**Material shown**
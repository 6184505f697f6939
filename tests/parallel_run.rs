use std::path::PathBuf;

use rmd::{prelude::*, Checkpoint};

fn gathered_path() -> PathBuf {
    std::env::temp_dir().join(format!("rmd-parallel-{}.ckpt", std::process::id()))
}

fn simulate(engine: &mut Engine<LennardJones>) -> Result<(), Error> {
    const LP: f64 = 5.26;
    engine.set_box(SimBox::new([4.0 * LP; 3], [true; 3], [1, 2, 1])?)?;
    engine.set_species(vec![Species::new("Ar", 39.948)?])?;

    let mut lj = LennardJones::new(1);
    lj.set_coeff(0, 0, 3.4, 0.0104, 8.5)?;
    engine.set_potential(lj)?;

    engine.create_lattice(&Fcc::new(LP), [0.0; 3], [4, 4, 4], 0)?;
    engine.seed_velocities(100.0, 3)?;

    // exercise halo exchange, migration, reductions and the gather path
    engine.equilibrate(0.05, 2e-3, 2e-2, 100.0)?;
    engine.run(0.05, 2e-3)?;

    let temperature = engine.temperature()?;
    if !(10.0..500.0).contains(&temperature) {
        return Err(Error::InvalidRun(format!(
            "implausible temperature {}",
            temperature
        )));
    }
    if engine.num_atoms()? != 256 {
        return Err(Error::InvalidRun("an atom went missing".into()));
    }

    engine.save_checkpoint(&gathered_path())
}

#[test]
fn two_workers_run_in_lockstep_and_gather_one_checkpoint() {
    let mut runtime: Runtime<LennardJones> = Runtime::new();
    runtime.run(2, simulate).unwrap();

    let checkpoint = Checkpoint::load(&gathered_path()).unwrap();
    assert_eq!(checkpoint.num_atoms(), 256);
    assert_eq!(checkpoint.species.len(), 1);
    assert_eq!(checkpoint.species[0].name(), "Ar");
    assert!((checkpoint.time - 0.1).abs() < 1e-9);
    assert_eq!(checkpoint.step, 50);

    // gathered atoms are id-ordered with canonical coordinates
    let edge = 4.0 * 5.26;
    assert!(checkpoint
        .positions
        .iter()
        .all(|p| p.iter().all(|&c| (0.0..edge).contains(&c))));

    std::fs::remove_file(gathered_path()).ok();
}

fn fail_on_purpose(engine: &mut Engine<LennardJones>) -> Result<(), Error> {
    engine.set_box(SimBox::new([10.0; 3], [true; 3], [1, 2, 1])?)?;
    // species table never configured: pre_check must reject the run
    let mut lj = LennardJones::new(1);
    lj.set_coeff(0, 0, 1.0, 1.0, 2.5)?;
    engine.set_potential(lj)
}

#[test]
fn a_worker_failure_surfaces_through_the_manager() {
    let mut runtime: Runtime<LennardJones> = Runtime::new();
    let result = runtime.run(2, fail_on_purpose);
    assert!(matches!(result, Err(Error::SpeciesCountMismatch { .. })));
}
use crate::error::Error;

/// Opaque identity of a timer, stable for the life of the scheduler.
///
/// Handles index in creation order, which is also the tie-break order for
/// coincident firings.
#[derive(Clone, Copy, Debug, PartialEq, Eq, PartialOrd, Ord, Hash)]
pub struct TimerHandle(usize);
impl TimerHandle {
    pub fn index(self) -> usize {
        self.0
    }
}

/// Event payloads delivered to the registered handler.
#[derive(Clone, Copy, Debug, PartialEq, Eq)]
pub enum Event {
    TimerFired { timer: TimerHandle },
}

/// A single firing reported by `EventScheduler::advance`.
#[derive(Clone, Copy, Debug, PartialEq)]
pub struct Firing {
    pub time: f64,
    pub timer: TimerHandle,
}

#[derive(Clone, Debug)]
struct Timer {
    start: f64,
    period: f64,
    stop: f64, // negative = unbounded
    fire_count: u64,
    removed: bool,
}
impl Timer {
    /// Fire times are start + n * period, so repeated firing accumulates no
    /// floating-point drift.
    fn next_fire_time(&self) -> f64 {
        self.start + self.fire_count as f64 * self.period
    }
}

/// The set of periodic timers driving callback dispatch.
///
/// `advance` is called once per step with the new simulation time and
/// reports every period that elapsed, each as its own firing, ordered by
/// nondecreasing fire time with creation order breaking ties. A timer past
/// its stop time goes inert but keeps its slot until removed explicitly.
#[derive(Clone, Debug, Default)]
pub struct EventScheduler {
    timers: Vec<Timer>,
}
impl EventScheduler {
    pub fn new() -> Self {
        Self::default()
    }

    pub fn make_timer(&mut self, start: f64, period: f64, stop: f64) -> Result<TimerHandle, Error> {
        if !start.is_finite() || start < 0.0 {
            return Err(Error::InvalidTimer(format!(
                "start time {} should be nonnegative",
                start
            )));
        }
        if !period.is_finite() || period <= 0.0 {
            return Err(Error::InvalidTimer(format!(
                "period {} should be positive",
                period
            )));
        }
        if stop.is_nan() {
            return Err(Error::InvalidTimer("stop time is NaN".into()));
        }
        let handle = TimerHandle(self.timers.len());
        self.timers.push(Timer {
            start,
            period,
            stop,
            fire_count: 0,
            removed: false,
        });
        Ok(handle)
    }

    pub fn remove(&mut self, handle: TimerHandle) {
        if let Some(timer) = self.timers.get_mut(handle.0) {
            timer.removed = true;
        }
    }

    pub fn num_timers(&self) -> usize {
        self.timers.iter().filter(|t| !t.removed).count()
    }

    /// How many times a timer has fired so far.
    pub fn fire_count(&self, handle: TimerHandle) -> u64 {
        self.timers[handle.0].fire_count
    }

    /// Collect every firing due at or before `now`.
    pub fn advance(&mut self, now: f64) -> Vec<Firing> {
        let mut firings = Vec::new();
        for (idx, timer) in self.timers.iter_mut().enumerate() {
            if timer.removed {
                continue;
            }
            loop {
                let next = timer.next_fire_time();
                if next > now {
                    break;
                }
                if timer.stop >= 0.0 && next > timer.stop {
                    break;
                }
                firings.push(Firing {
                    time: next,
                    timer: TimerHandle(idx),
                });
                timer.fire_count += 1;
            }
        }
        // fire times that agree to rounding error count as coincident, so
        // the creation-order tie-break is not defeated by ulp noise
        firings.sort_by(|a, b| {
            let tol = 4.0 * f64::EPSILON * a.time.abs().max(b.time.abs()).max(1.0);
            if (a.time - b.time).abs() <= tol {
                a.timer.0.cmp(&b.timer.0)
            } else {
                a.time.partial_cmp(&b.time).expect("fire times are finite")
            }
        });
        firings
    }
}

#[cfg(test)]
mod tests {
    use super::*;

    #[test]
    fn no_firing_before_start() {
        let mut s = EventScheduler::new();
        let t = s.make_timer(1.0, 0.5, -1.0).unwrap();
        assert!(s.advance(0.99).is_empty());
        let firings = s.advance(1.0);
        assert_eq!(firings, vec![Firing { time: 1.0, timer: t }]);
    }

    #[test]
    fn coarse_steps_report_every_elapsed_period() {
        let mut s = EventScheduler::new();
        let t = s.make_timer(0.0, 0.1, -1.0).unwrap();
        s.advance(0.0);
        let firings = s.advance(0.35);
        let times: Vec<f64> = firings.iter().map(|f| f.time).collect();
        assert_eq!(times, vec![0.1, 0.2, 0.30000000000000004]);
        assert_eq!(s.fire_count(t), 4);
    }

    #[test]
    fn coincident_firings_follow_creation_order() {
        // periods 0.05 and 0.04 meet at their least common multiple 0.20
        let mut s = EventScheduler::new();
        let first = s.make_timer(0.0, 0.05, -1.0).unwrap();
        let second = s.make_timer(0.0, 0.04, -1.0).unwrap();

        let dt = 2e-3;
        let mut coincident = None;
        for step in 1..=100 {
            let now = step as f64 * dt;
            let firings = s.advance(now);
            let together: Vec<&Firing> = firings
                .iter()
                .filter(|f| (f.time - 0.20).abs() < 1e-9)
                .collect();
            if together.len() == 2 {
                coincident = Some((together[0].timer, together[1].timer, step));
            }
        }
        let (a, b, step) = coincident.expect("both timers fire at t = 0.20");
        assert_eq!(a, first);
        assert_eq!(b, second);
        assert_eq!(step, 100);
    }

    #[test]
    fn stop_time_makes_a_timer_inert_but_keeps_it() {
        let mut s = EventScheduler::new();
        let t = s.make_timer(0.0, 0.1, 0.25).unwrap();
        s.advance(0.0);
        assert_eq!(s.advance(1.0).len(), 2); // 0.1 and 0.2 only
        assert_eq!(s.advance(2.0).len(), 0);
        assert_eq!(s.num_timers(), 1);
        s.remove(t);
        assert_eq!(s.num_timers(), 0);
        assert!(s.advance(3.0).is_empty());
    }

    #[test]
    fn firings_are_time_ordered_across_timers() {
        let mut s = EventScheduler::new();
        let slow = s.make_timer(0.0, 0.3, -1.0).unwrap();
        let fast = s.make_timer(0.0, 0.1, -1.0).unwrap();
        s.advance(0.0);
        let firings = s.advance(0.6);
        let order: Vec<(usize, bool)> = firings
            .iter()
            .map(|f| (f.timer.index(), f.timer == slow))
            .collect();
        // 0.1 0.2 0.3 0.3 0.4 0.5 0.6 0.6, slow first on ties
        assert_eq!(firings.len(), 8);
        assert!(firings.windows(2).all(|w| w[0].time <= w[1].time));
        assert_eq!(order[2], (slow.index(), true));
        assert_eq!(order[3], (fast.index(), false));
    }

    #[test]
    fn rejects_bad_timers() {
        let mut s = EventScheduler::new();
        assert!(s.make_timer(0.0, 0.0, -1.0).is_err());
        assert!(s.make_timer(-1.0, 0.1, -1.0).is_err());
        assert!(s.make_timer(0.0, 0.1, f64::NAN).is_err());
    }
}
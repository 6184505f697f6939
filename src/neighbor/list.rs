use tracing::debug;

use super::CellGrid;
use crate::{atoms::Atoms, simbox::SimBox};

/// Cutoff-radius pair list built with the cell-list method.
///
/// Pairs are enumerated once each: owned pairs by ascending index, and
/// owned-halo pairs only on the worker whose owned atom has the smaller
/// global id, so a pair shared between two workers is computed exactly
/// once. Halo-halo pairs are never listed. The list stays valid until some
/// atom has moved more than half the skin since the build.
pub struct NeighborList {
    cutoff: f64,
    skin: f64,
    pairs: Vec<[usize; 2]>,
    built: bool,
    positions_at_build: Vec<[f64; 3]>,
}
impl NeighborList {
    pub fn new(cutoff: f64, skin: f64) -> Self {
        assert!(cutoff > 0.0, "Cutoff should be positive, found {}", cutoff);
        assert!(skin > 0.0, "Skin should be positive, found {}", skin);
        Self {
            cutoff,
            skin,
            pairs: Vec::new(),
            built: false,
            positions_at_build: Vec::new(),
        }
    }

    pub fn pairs(&self) -> &[[usize; 2]] {
        &self.pairs
    }
    pub fn is_built(&self) -> bool {
        self.built
    }
    pub fn cutoff(&self) -> f64 {
        self.cutoff
    }
    pub fn skin(&self) -> f64 {
        self.skin
    }
    /// The list includes every pair up to cutoff + skin.
    pub fn reach(&self) -> f64 {
        self.cutoff + self.skin
    }
    pub fn invalidate(&mut self) {
        self.built = false;
        self.pairs.clear();
        self.positions_at_build.clear();
    }

    /// Rebuild the pair list over the owned and halo atoms.
    pub fn build(&mut self, atoms: &Atoms, simbox: &SimBox) {
        let nlocal = atoms.nlocal();
        let reach2 = self.reach() * self.reach();
        let grid = CellGrid::new(simbox, self.reach());

        let mut cells: Vec<Vec<usize>> = vec![Vec::new(); grid.num_cells()];
        for (i, pos) in atoms.positions.iter().enumerate() {
            cells[grid.cell_of(pos)].push(i);
        }

        // keep an owned-owned pair once by index order; keep an owned-halo
        // pair only when the owned atom has the smaller global id
        let wanted = |i: usize, j: usize| -> bool {
            match (i < nlocal, j < nlocal) {
                (true, true) => true,
                (true, false) => atoms.ids[i] < atoms.ids[j],
                (false, true) => atoms.ids[j] < atoms.ids[i],
                (false, false) => false,
            }
        };

        self.pairs.clear();
        for (c, members) in cells.iter().enumerate() {
            if members.is_empty() {
                continue;
            }
            for c2 in grid.adjacent_cells(c) {
                if c2 < c {
                    continue;
                }
                for (n, &i) in members.iter().enumerate() {
                    let others = &cells[c2];
                    let start = if c2 == c { n + 1 } else { 0 };
                    for &j in &others[start..] {
                        if !wanted(i, j) {
                            continue;
                        }
                        let pi = atoms.positions[i];
                        let pj = atoms.positions[j];
                        let dr =
                            simbox.min_image([pi[0] - pj[0], pi[1] - pj[1], pi[2] - pj[2]]);
                        if dr[0] * dr[0] + dr[1] * dr[1] + dr[2] * dr[2] <= reach2 {
                            self.pairs.push([i, j]);
                        }
                    }
                }
            }
        }

        self.positions_at_build = atoms.positions[..nlocal].to_vec();
        self.built = true;
        debug!(
            pairs = self.pairs.len(),
            atoms = atoms.num_atoms(),
            "rebuilt neighbor list"
        );
    }

    /// True once any owned atom has moved more than half the skin since the
    /// last build. Evaluating forces past this point would miss pairs, so
    /// the engine must force a rebuild.
    pub fn atoms_moved_too_far(&self, atoms: &Atoms, simbox: &SimBox) -> bool {
        let half_skin2 = (0.5 * self.skin) * (0.5 * self.skin);
        self.positions_at_build
            .iter()
            .zip(atoms.positions.iter())
            .any(|(old, new)| {
                let dr = simbox.min_image([new[0] - old[0], new[1] - old[1], new[2] - old[2]]);
                dr[0] * dr[0] + dr[1] * dr[1] + dr[2] * dr[2] > half_skin2
            })
    }
}
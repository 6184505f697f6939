mod thermostat;
mod verlet;

pub use thermostat::Berendsen;
pub use verlet::VelocityVerlet;

use crate::units;

/// Instantaneous temperature from the equipartition relation,
/// T = 2 KE / (dof kB), with three degrees of freedom per atom.
pub fn temperature_from_kinetic(kinetic: f64, natoms: usize) -> f64 {
    if natoms == 0 {
        return 0.0;
    }
    2.0 * kinetic / (3.0 * natoms as f64 * units::BOLTZMANN)
}

#[cfg(test)]
mod tests {
    use super::*;
    use approx::assert_relative_eq;

    #[test]
    fn equipartition_round_trip() {
        // KE chosen so T = 100 K for 10 atoms
        let ke = 1.5 * 10.0 * units::BOLTZMANN * 100.0;
        assert_relative_eq!(temperature_from_kinetic(ke, 10), 100.0, epsilon = 1e-12);
        assert_eq!(temperature_from_kinetic(1.0, 0), 0.0);
    }
}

**Exercise objective**
When the word "push" shows up in a line of the entries, pull that line out.

**Exercise result**
        self.timers.push(Timer {
                firings.push(Firing {
            cells[grid.cell_of(pos)].push(i);
                            self.pairs.push([i, j]);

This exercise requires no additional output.